◆ **WHAT THE TASK REQUIRES**:
All lines of the records below that contain the word "instrument" must be listed.

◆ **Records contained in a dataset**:
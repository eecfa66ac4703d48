//! Wiring from a config file to a ready [`DeployEnv`]

use anyhow::{Context, Result, bail};
use shipyard_cloud::{CloudProvider, TunnelProvider};
use shipyard_cloud_cloudflare::CloudflareTunnels;
use shipyard_cloud_hetzner::HetznerProvider;
use shipyard_cloud_scaleway::ScalewayProvider;
use shipyard_core::{DeployConfig, Manifests, ProviderCredentials};
use shipyard_deploy::{DeployEnv, DeployPolicy, RemoteDockerBuilder, ReqwestProbe};
use shipyard_remote::{SshConfig, SshConnector};
use std::path::Path;
use std::sync::Arc;
use tokio_util::sync::CancellationToken;
use tracing::{debug, warn};

pub fn load_config(path: &Path, branch: Option<&str>) -> Result<DeployConfig> {
    let config = DeployConfig::load(path)?;
    match branch {
        Some(branch) => Ok(config.with_branch(branch)?),
        None => Ok(config),
    }
}

pub async fn build_provider(config: &DeployConfig) -> Result<Arc<dyn CloudProvider>> {
    let credentials = config.provider_credentials()?;
    debug!(?credentials, "Resolved provider credentials");

    let provider: Arc<dyn CloudProvider> = match credentials {
        ProviderCredentials::Hetzner { token } => Arc::new(HetznerProvider::new(token)),
        ProviderCredentials::Scaleway {
            secret_key,
            project_id,
            zone,
        } => Arc::new(ScalewayProvider::new(secret_key, project_id, zone)),
        #[cfg(feature = "aws")]
        ProviderCredentials::Aws {
            access_key_id,
            secret_access_key,
            region,
        } => Arc::new(
            shipyard_cloud_aws::AwsProvider::connect(access_key_id, secret_access_key, Some(region))
                .await,
        ),
        #[cfg(not(feature = "aws"))]
        ProviderCredentials::Aws { .. } => {
            bail!("this build of shipyard was compiled without AWS support (feature `aws`)")
        }
    };
    Ok(provider)
}

/// Only needed when some app is published under a domain
pub fn build_tunnels(config: &DeployConfig) -> Result<Option<Arc<dyn TunnelProvider>>> {
    if config.tunneled_apps().next().is_none() {
        return Ok(None);
    }
    let credentials = config
        .cloudflare_credentials()
        .context("apps declare a domain, so Cloudflare credentials are required")?;
    Ok(Some(Arc::new(CloudflareTunnels::new(
        credentials.api_token,
        credentials.account_id,
    ))))
}

pub async fn build_env(
    config: DeployConfig,
    build_dir: &Path,
    cancel: CancellationToken,
) -> Result<DeployEnv> {
    if !build_dir.is_dir() {
        bail!("build context {} is not a directory", build_dir.display());
    }

    let provider = build_provider(&config).await?;
    let tunnels = build_tunnels(&config)?;
    let ssh = SshConfig::new(config.ssh.user.clone(), config.ssh.private_key_path()?);
    let ssh_public_key = config.ssh.read_public_key()?;
    let policy = DeployPolicy::default();
    let probe = ReqwestProbe::new(policy.traffic.request_timeout)
        .context("failed to build the HTTP client")?;

    Ok(DeployEnv {
        config: Arc::new(config),
        provider,
        connector: Arc::new(SshConnector::new(ssh.clone())),
        tunnels,
        builder: Arc::new(RemoteDockerBuilder::new(ssh, build_dir)),
        probe: Arc::new(probe),
        manifests: Manifests::new()?,
        ssh_public_key,
        policy,
        cancel,
    })
}

/// A token cancelled by the first Ctrl-C
pub fn cancel_on_ctrl_c() -> CancellationToken {
    let token = CancellationToken::new();
    let child = token.clone();
    tokio::spawn(async move {
        if tokio::signal::ctrl_c().await.is_ok() {
            warn!("Interrupted, stopping after the current operation");
            child.cancel();
        }
    });
    token
}
//! Scaleway API client
//!
//! One client covers the Instance, VPC and Block APIs; callers pass the
//! versioned path (`/instance/v1/zones/...`). Authenticates with the
//! `X-Auth-Token` header.

use serde::Serialize;
use serde::de::DeserializeOwned;
use shipyard_cloud::{CloudError, Result, RetryConfig, retry_with_backoff};

pub const SCALEWAY_API_BASE: &str = "https://api.scaleway.com";

#[derive(Debug, Clone)]
pub struct ScalewayClient {
    http: reqwest::Client,
    base_url: String,
    secret_key: String,
    retry: RetryConfig,
}

impl ScalewayClient {
    pub fn new(secret_key: impl Into<String>) -> Self {
        Self::with_base_url(secret_key, SCALEWAY_API_BASE)
    }

    pub fn with_base_url(secret_key: impl Into<String>, base_url: impl Into<String>) -> Self {
        Self {
            http: reqwest::Client::new(),
            base_url: base_url.into().trim_end_matches('/').to_string(),
            secret_key: secret_key.into(),
            retry: RetryConfig::default(),
        }
    }

    pub fn with_retry(mut self, retry: RetryConfig) -> Self {
        self.retry = retry;
        self
    }

    fn request(&self, method: reqwest::Method, path: &str) -> reqwest::RequestBuilder {
        self.http
            .request(method, format!("{}{}", self.base_url, path))
            .header("X-Auth-Token", &self.secret_key)
    }

    pub async fn get<T: DeserializeOwned>(&self, path: &str) -> Result<T> {
        retry_with_backoff(&self.retry, path, || {
            let request = self.request(reqwest::Method::GET, path);
            async move { decode(request.send().await?).await }
        })
        .await
    }

    pub async fn post<B, T>(&self, path: &str, body: &B) -> Result<T>
    where
        B: Serialize + ?Sized,
        T: DeserializeOwned,
    {
        let response = self
            .request(reqwest::Method::POST, path)
            .json(body)
            .send()
            .await?;
        decode(response).await
    }

    pub async fn patch<B, T>(&self, path: &str, body: &B) -> Result<T>
    where
        B: Serialize + ?Sized,
        T: DeserializeOwned,
    {
        let response = self
            .request(reqwest::Method::PATCH, path)
            .json(body)
            .send()
            .await?;
        decode(response).await
    }

    /// PATCH a raw `text/plain` body (server user data)
    pub async fn patch_text(&self, path: &str, body: &str) -> Result<()> {
        let response = self
            .request(reqwest::Method::PATCH, path)
            .header(reqwest::header::CONTENT_TYPE, "text/plain")
            .body(body.to_string())
            .send()
            .await?;
        check(response).await
    }

    pub async fn delete(&self, path: &str) -> Result<()> {
        retry_with_backoff(&self.retry, path, || {
            let request = self.request(reqwest::Method::DELETE, path);
            async move { check(request.send().await?).await }
        })
        .await
    }
}

async fn decode<T: DeserializeOwned>(response: reqwest::Response) -> Result<T> {
    let status = response.status();
    if status.is_success() {
        return Ok(response.json::<T>().await?);
    }
    Err(failure(status.as_u16(), response).await)
}

async fn check(response: reqwest::Response) -> Result<()> {
    let status = response.status();
    if status.is_success() {
        return Ok(());
    }
    Err(failure(status.as_u16(), response).await)
}

async fn failure(status: u16, response: reqwest::Response) -> CloudError {
    let body = response.text().await.unwrap_or_default();
    CloudError::from_status(status, error_message(status, &body))
}

/// Scaleway errors carry a top-level `message`
fn error_message(status: u16, body: &str) -> String {
    serde_json::from_str::<serde_json::Value>(body)
        .ok()
        .and_then(|v| v.get("message").and_then(|m| m.as_str()).map(str::to_string))
        .unwrap_or_else(|| format!("HTTP {}: {}", status, body))
}

#[cfg(test)]
mod tests {
    use super::*;

    #[test]
    fn test_error_message() {
        assert_eq!(
            error_message(404, r#"{"message":"resource is not found","type":"not_found"}"#),
            "resource is not found"
        );
        assert_eq!(error_message(500, "oops"), "HTTP 500: oops");
    }
}
impl DeployConfig {
    /// Read, parse and validate a config file
    pub fn load(path: &Path) -> Result<Self> {
        if !path.exists() {
            return Err(ConfigError::NotFound(path.to_path_buf()));
        }
        let text = std::fs::read_to_string(path)?;
        debug!(path = %path.display(), "Loaded config file");
        Self::parse(&text, path)
    }

    pub fn parse(text: &str, path: &Path) -> Result<Self> {
        let config: DeployConfig = serde_yaml::from_str(text).map_err(|e| ConfigError::Parse {
            path: path.to_path_buf(),
            message: e.to_string(),
        })?;
        config.validate()?;
        Ok(config)
    }

    pub fn validate(&self) -> Result<()> {
        let app = &self.application;
        let invalid = |msg: String| Err(ConfigError::Validation(msg));

        self.provider_kind()?;

        if !is_dns_label(&app.name) {
            return invalid(format!(
                "application.name '{}' must be lowercase letters, digits and hyphens",
                app.name
            ));
        }

        let has_workloads = !app.app.is_empty() || app.database.is_some() || !app.services.is_empty();
        if app.servers.is_empty() && has_workloads {
            return invalid("servers must be defined when deploying services".to_string());
        }

        for (name, group) in &app.servers {
            if !is_dns_label(name) {
                return invalid(format!(
                    "server group '{}' must be lowercase letters, digits and hyphens",
                    name
                ));
            }
            if group.count < 1 {
                return invalid(format!("servers.{}: count must be at least 1", name));
            }
        }

        let masters = app.servers.values().filter(|g| g.master).count();
        if masters > 1 {
            return invalid(format!("only one server group can have master: true, found {}", masters));
        }
        if app.servers.len() > 1 && masters == 0 {
            return invalid(
                "when multiple server groups are defined, exactly one must have master: true"
                    .to_string(),
            );
        }

        let check_refs = |owner: &str, servers: &[String]| -> Result<()> {
            if servers.is_empty() {
                return Err(ConfigError::Validation(format!("{}: servers field is required", owner)));
            }
            for server in servers {
                if !app.servers.contains_key(server) {
                    return Err(ConfigError::Validation(format!(
                        "{}: references undefined server '{}'",
                        owner, server
                    )));
                }
            }
            Ok(())
        };

        for (name, svc) in &app.app {
            let owner = format!("app.{}", name);
            check_refs(&owner, &svc.servers)?;

            if !svc.mounts.is_empty() {
                if svc.servers.len() != 1 {
                    return invalid(format!(
                        "{} runs on {} server groups and cannot have mounts; volumes are server-local",
                        owner,
                        svc.servers.len()
                    ));
                }
                let group_name = &svc.servers[0];
                let group = &app.servers[group_name];
                for volume in svc.mounts.keys() {
                    if !group.volumes.contains_key(volume) {
                        let available = group.volumes.keys().cloned().collect::<Vec<_>>();
                        return invalid(format!(
                            "{} mounts '{}' but server group '{}' has no such volume (available: {})",
                            owner,
                            volume,
                            group_name,
                            if available.is_empty() { "none".to_string() } else { available.join(", ") }
                        ));
                    }
                }
            }
        }

        if let Some(db) = &app.database {
            check_refs("database", &db.servers)?;
            if db.url().is_none() {
                for key in db.adapter.required_secrets() {
                    if !db.secrets.contains_key(*key) {
                        return invalid(format!(
                            "{} database requires {} in secrets (or provide database.url)",
                            db.adapter, key
                        ));
                    }
                }
            }
            if let Some(volume) = db.mount.keys().next() {
                let group = &app.servers[&db.servers[0]];
                if !group.volumes.contains_key(volume) {
                    return invalid(format!(
                        "database mounts '{}' but server group '{}' has no such volume",
                        volume, db.servers[0]
                    ));
                }
            }
        }

        for (name, svc) in &app.services {
            check_refs(&format!("services.{}", name), &svc.servers)?;
        }

        let mut seen: HashMap<String, &str> = HashMap::new();
        for (name, svc) in &app.app {
            if let Some(host) = svc.hostname() {
                if let Some(previous) = seen.insert(host.clone(), name) {
                    return invalid(format!(
                        "domain '{}' used by both '{}' and '{}'",
                        host, previous, name
                    ));
                }
            }
        }

        Ok(())
    }

    /// Branch deployments get their own resources and hostnames
    pub fn with_branch(mut self, branch: &str) -> Result<Self> {
        if !is_dns_label(branch) {
            return Err(ConfigError::Validation(format!(
                "invalid branch '{}': lowercase letters, digits and hyphens only",
                branch
            )));
        }
        self.application.name = format!("{}-{}", self.application.name, branch);
        for svc in self.application.app.values_mut() {
            svc.subdomain = Some(match svc.subdomain.as_deref() {
                None | Some("") | Some("@") => branch.to_string(),
                Some(sub) => format!("{}-{}", branch, sub),
            });
        }
        Ok(self)
    }

    pub fn provider_kind(&self) -> Result<ProviderKind> {
        let p = &self.provider;
        let configured: Vec<ProviderKind> = [
            p.hetzner.as_ref().map(|_| ProviderKind::Hetzner),
            p.aws.as_ref().map(|_| ProviderKind::Aws),
            p.scaleway.as_ref().map(|_| ProviderKind::Scaleway),
        ]
        .into_iter()
        .flatten()
        .collect();

        match configured.as_slice() {
            [kind] => Ok(*kind),
            [] => Err(ConfigError::Validation(
                "compute provider required: configure one of hetzner, aws or scaleway".to_string(),
            )),
            _ => Err(ConfigError::Validation(
                "only one compute provider may be configured".to_string(),
            )),
        }
    }

    /// Provider-wide server type
    pub fn default_server_type(&self) -> &str {
        let p = &self.provider;
        if let Some(h) = &p.hetzner {
            &h.server_type
        } else if let Some(a) = &p.aws {
            &a.instance_type
        } else if let Some(s) = &p.scaleway {
            &s.server_type
        } else {
            ""
        }
    }

    /// Location, region or zone, depending on the provider
    pub fn default_location(&self) -> &str {
        let p = &self.provider;
        if let Some(h) = &p.hetzner {
            &h.server_location
        } else if let Some(a) = &p.aws {
            &a.region
        } else if let Some(s) = &p.scaleway {
            &s.zone
        } else {
            ""
        }
    }

    pub fn server_type_for(&self, group: &ServerGroup) -> String {
        group
            .server_type
            .clone()
            .filter(|t| !t.is_empty())
            .unwrap_or_else(|| self.default_server_type().to_string())
    }

    pub fn location_for(&self, group: &ServerGroup) -> String {
        group
            .location
            .clone()
            .filter(|l| !l.is_empty())
            .unwrap_or_else(|| self.default_location().to_string())
    }

    pub fn provider_credentials(&self) -> Result<ProviderCredentials> {
        let p = &self.provider;
        match self.provider_kind()? {
            ProviderKind::Hetzner => {
                let h = p.hetzner.as_ref();
                Ok(ProviderCredentials::Hetzner {
                    token: credential("HCLOUD_TOKEN", h.and_then(|h| h.api_token.as_deref()))?,
                })
            }
            ProviderKind::Aws => {
                let a = p.aws.as_ref();
                Ok(ProviderCredentials::Aws {
                    access_key_id: credential(
                        "AWS_ACCESS_KEY_ID",
                        a.and_then(|a| a.access_key_id.as_deref()),
                    )?,
                    secret_access_key: credential(
                        "AWS_SECRET_ACCESS_KEY",
                        a.and_then(|a| a.secret_access_key.as_deref()),
                    )?,
                    region: self.default_location().to_string(),
                })
            }
            ProviderKind::Scaleway => {
                let s = p.scaleway.as_ref();
                Ok(ProviderCredentials::Scaleway {
                    secret_key: credential("SCW_SECRET_KEY", s.and_then(|s| s.secret_key.as_deref()))?,
                    project_id: credential(
                        "SCW_DEFAULT_PROJECT_ID",
                        s.and_then(|s| s.project_id.as_deref()),
                    )?,
                    zone: self.default_location().to_string(),
                })
            }
        }
    }

    pub fn cloudflare_credentials(&self) -> Result<CloudflareCredentials> {
        let cf = self.cloudflare.as_ref();
        Ok(CloudflareCredentials {
            api_token: credential(
                "CLOUDFLARE_API_TOKEN",
                cf.and_then(|c| c.api_token.as_deref()),
            )?,
            account_id: credential(
                "CLOUDFLARE_ACCOUNT_ID",
                cf.and_then(|c| c.account_id.as_deref()),
            )?,
        })
    }

    /// The group hosting the control plane: the flagged one, or the only one
    pub fn master_group(&self) -> Option<&str> {
        let servers = &self.application.servers;
        servers
            .iter()
            .find(|(_, g)| g.master)
            .map(|(name, _)| name.as_str())
            .or_else(|| match servers.len() {
                1 => servers.keys().next().map(String::as_str),
                _ => None,
            })
    }

    pub fn namer(&self) -> Namer {
        Namer::new(&self.application.name)
    }

    /// Apps that get a public tunnel
    pub fn tunneled_apps(&self) -> impl Iterator<Item = (&String, &AppService)> {
        self.application.app.iter().filter(|(_, svc)| svc.is_tunneled())
    }

    /// Everything an app container sees, later entries winning:
    /// deploy env, database connection, shared env, secrets, service env
    pub fn env_for_service(&self, service: &str) -> BTreeMap<String, String> {
        let app = &self.application;
        let mut env = BTreeMap::new();
        env.insert("DEPLOY_ENV".to_string(), app.environment.clone());

        if let Some(db) = &app.database {
            env.extend(db.app_env(&self.namer().database_name()));
        }
        env.extend(app.env.clone());
        env.extend(app.secrets.clone());
        if let Some(svc) = app.app.get(service) {
            env.extend(svc.env.clone());
        }
        env
    }
}
use super::master_exec;
use crate::context::RunContext;
use crate::env::DeployEnv;
use crate::error::{DeploymentError, Result, StepResultExt};
use crate::pipeline::Step;
use crate::tunnels::plan_tunnels;
use async_trait::async_trait;
use shipyard_cluster::Bootstrapper;
use tracing::{info, warn};

/// Control plane on the master, then every worker in turn
pub struct BootstrapCluster;

#[async_trait]
impl Step for BootstrapCluster {
    fn name(&self) -> &'static str {
        "bootstrap cluster"
    }

    async fn run(&self, env: &DeployEnv, ctx: &mut RunContext) -> Result<()> {
        let step = self.name();
        let bootstrapper = Bootstrapper::new(&env.manifests, env.config.ssh.user.clone(), env.cancel.clone())
            .with_policy(env.policy.bootstrap);

        let master_exec = master_exec(env, ctx, step)?;
        let master_server = ctx.master_server().at(step)?;
        let master = bootstrapper
            .bootstrap_master(master_exec.as_ref(), master_server.name(), &master_server.group)
            .await
            .at(step)?;
        info!(master = %master.name, private_ip = %master.private_ip, "Control plane ready");

        let mut workers = Vec::new();
        for worker in ctx.workers() {
            let ip = worker.public_ip().at(step)?;
            workers.push((worker.name().to_string(), worker.group.clone(), ip.to_string()));
        }

        // The join token is only known once the master is up
        let mut skipped = Vec::new();
        for (name, group, ip) in workers {
            let exec = env.connector.connect(&ip);
            bootstrapper
                .bootstrap_worker(exec.as_ref(), &name, &master)
                .await
                .at(step)?;
            if !bootstrapper
                .await_worker_join(master_exec.as_ref(), &name, &group)
                .await
                .at(step)?
            {
                warn!(worker = %name, "Skipping worker that did not join");
                skipped.push(name);
            }
        }

        ctx.master = Some(master);
        ctx.skipped_workers = skipped;
        Ok(())
    }
}

/// Public tunnels and DNS for apps with a domain
pub struct ConfigureTunnels;

#[async_trait]
impl Step for ConfigureTunnels {
    fn name(&self) -> &'static str {
        "configure tunnels"
    }

    async fn run(&self, env: &DeployEnv, ctx: &mut RunContext) -> Result<()> {
        let step = self.name();
        let requests = plan_tunnels(&env.config);
        if requests.is_empty() {
            info!("No public apps, skipping tunnels");
            return Ok(());
        }
        let Some(tunnels) = &env.tunnels else {
            return Err(DeploymentError::new(
                step,
                "apps declare a domain but no tunnel provider is configured",
            ));
        };

        let mut infos = Vec::with_capacity(requests.len());
        for request in &requests {
            let info = tunnels
                .ensure_tunnel(request, &env.cancel)
                .await
                .at(step)?;
            info!(hostname = %info.hostname, tunnel = %info.tunnel_id, "Tunnel ready");
            infos.push(info);
        }
        ctx.tunnels = infos;
        Ok(())
    }
}
//! `shipyard delete`
//!
//! Removes everything a deploy created, in reverse dependency order. Nothing
//! here stops early: each failure is recorded in the returned [`BestEffort`]
//! and the next resource is still attempted.

use crate::env::DeployEnv;
use crate::reconcile::plan_servers;
use crate::tunnels::plan_tunnels;
use crate::volume::{VolumePlan, plan_volumes};
use shipyard_cloud::{BestEffort, CloudError, pause};
use tracing::{info, instrument, warn};

/// Lookups that fail because the resource is gone count as "nothing to do"
fn absent(err: &CloudError) -> bool {
    matches!(
        err,
        CloudError::NotFound(_) | CloudError::Firewall(_) | CloudError::Network(_)
    )
}

pub struct Teardown<'a> {
    env: &'a DeployEnv,
}

impl<'a> Teardown<'a> {
    pub fn new(env: &'a DeployEnv) -> Self {
        Self { env }
    }

    #[instrument(skip(self), fields(app = %self.env.config.application.name))]
    pub async fn run(&self) -> BestEffort {
        let mut report = BestEffort::new();
        let volumes = plan_volumes(&self.env.config);

        for plan in &volumes {
            report.merge(self.detach_volume(plan).await);
        }
        report.merge(self.delete_servers().await);
        for plan in &volumes {
            report.merge(self.delete_volume(plan).await);
        }
        report.merge(self.delete_firewall().await);
        report.merge(self.delete_network().await);
        report.merge(self.remove_tunnels().await);

        if report.is_clean() {
            info!("Teardown complete");
        } else {
            warn!(failures = report.failures().len(), "Teardown finished with failures");
        }
        report
    }

    /// Unmount on the host, drop the fstab entry, then detach
    async fn detach_volume(&self, plan: &VolumePlan) -> BestEffort {
        let mut report = BestEffort::new();
        let provider = &self.env.provider;
        let operation = format!("detach volume {}", plan.name);

        let Some(Some(volume)) = report.record(&operation, provider.get_volume_by_name(&plan.name).await)
        else {
            return report;
        };
        let Some(server_id) = volume.server_id.clone() else {
            return report;
        };

        let server = report
            .record(&operation, provider.find_server_by_id(&server_id).await)
            .flatten();
        if let Some(ip) = server.as_ref().and_then(|s| s.public_ipv4.as_deref()) {
            let exec = self.env.connector.connect(ip);
            let unmount = exec
                .execute(&format!(
                    "mountpoint -q {p} && sudo umount {p} || true",
                    p = plan.mount_path
                ))
                .await;
            report.record(format!("unmount {}", plan.mount_path), unmount);
            let fstab = exec
                .execute(&format!("sudo sed -i '\\|{}|d' /etc/fstab", plan.mount_path))
                .await;
            report.record(format!("remove fstab entry for {}", plan.mount_path), fstab);
        }

        if report
            .record(&operation, provider.detach_volume(&volume.id).await)
            .is_some()
        {
            info!(volume = %plan.name, "Volume detached");
        }
        report
    }

    async fn delete_servers(&self) -> BestEffort {
        let mut report = BestEffort::new();
        let provider = &self.env.provider;

        for slot in plan_servers(&self.env.config) {
            let operation = format!("delete server {}", slot.name);
            let Some(Some(server)) = report.record(&operation, provider.find_server(&slot.name).await)
            else {
                continue;
            };
            if let Some(detach_failures) = report.record(&operation, provider.delete_server(&server.id).await) {
                report.merge(detach_failures);
                info!(server = %slot.name, "Server deleted");
            }
        }
        report
    }

    async fn delete_volume(&self, plan: &VolumePlan) -> BestEffort {
        let mut report = BestEffort::new();
        let provider = &self.env.provider;
        let operation = format!("delete volume {}", plan.name);

        if let Some(Some(volume)) = report.record(&operation, provider.get_volume_by_name(&plan.name).await)
            && report
                .record(&operation, provider.delete_volume(&volume.id).await)
                .is_some()
        {
            info!(volume = %plan.name, "Volume deleted");
        }
        report
    }

    /// A firewall can stay referenced for a few seconds after its servers go
    async fn delete_firewall(&self) -> BestEffort {
        let mut report = BestEffort::new();
        let provider = &self.env.provider;
        let name = self.env.namer().firewall_name();
        let operation = format!("delete firewall {}", name);

        let firewall = match provider.get_firewall_by_name(&name).await {
            Ok(firewall) => firewall,
            Err(e) if absent(&e) => return report,
            Err(e) => {
                report.record(&operation, Err::<(), _>(e));
                return report;
            }
        };

        let policy = self.env.policy.firewall_delete;
        let mut attempt = 1;
        loop {
            match provider.delete_firewall(&firewall.id).await {
                Ok(()) => {
                    info!(firewall = %name, "Firewall deleted");
                    break;
                }
                Err(e) if attempt >= policy.max_attempts => {
                    report.record(&operation, Err::<(), _>(e));
                    break;
                }
                Err(e) => {
                    warn!(firewall = %name, attempt, error = %e, "Firewall still in use, retrying");
                    if !pause(policy.interval, &self.env.cancel).await {
                        report.record(&operation, Err::<(), _>(CloudError::Cancelled(operation.clone())));
                        break;
                    }
                    attempt += 1;
                }
            }
        }
        report
    }

    async fn delete_network(&self) -> BestEffort {
        let mut report = BestEffort::new();
        let provider = &self.env.provider;
        let name = self.env.namer().network_name();
        let operation = format!("delete network {}", name);

        match provider.get_network_by_name(&name).await {
            Ok(network) => {
                if report
                    .record(&operation, provider.delete_network(&network.id).await)
                    .is_some()
                {
                    info!(network = %name, "Network deleted");
                }
            }
            Err(e) if absent(&e) => {}
            Err(e) => {
                report.record(&operation, Err::<(), _>(e));
            }
        }
        report
    }

    async fn remove_tunnels(&self) -> BestEffort {
        let mut report = BestEffort::new();
        let requests = plan_tunnels(&self.env.config);
        if requests.is_empty() {
            return report;
        }
        let Some(tunnels) = &self.env.tunnels else {
            warn!("Apps declare a domain but no tunnel provider is configured; tunnels left in place");
            return report;
        };

        for request in &requests {
            report.merge(
                tunnels
                    .remove_tunnel(&request.tunnel_name, &request.hostname, &request.domain)
                    .await,
            );
            info!(hostname = %request.hostname, "Tunnel removed");
        }
        report
    }
}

◆ **ANSWER FOR THIS EXERCISE**:
use tracing::{info, instrument, warn};
    #[instrument(skip(self), fields(app = %self.env.config.application.name))]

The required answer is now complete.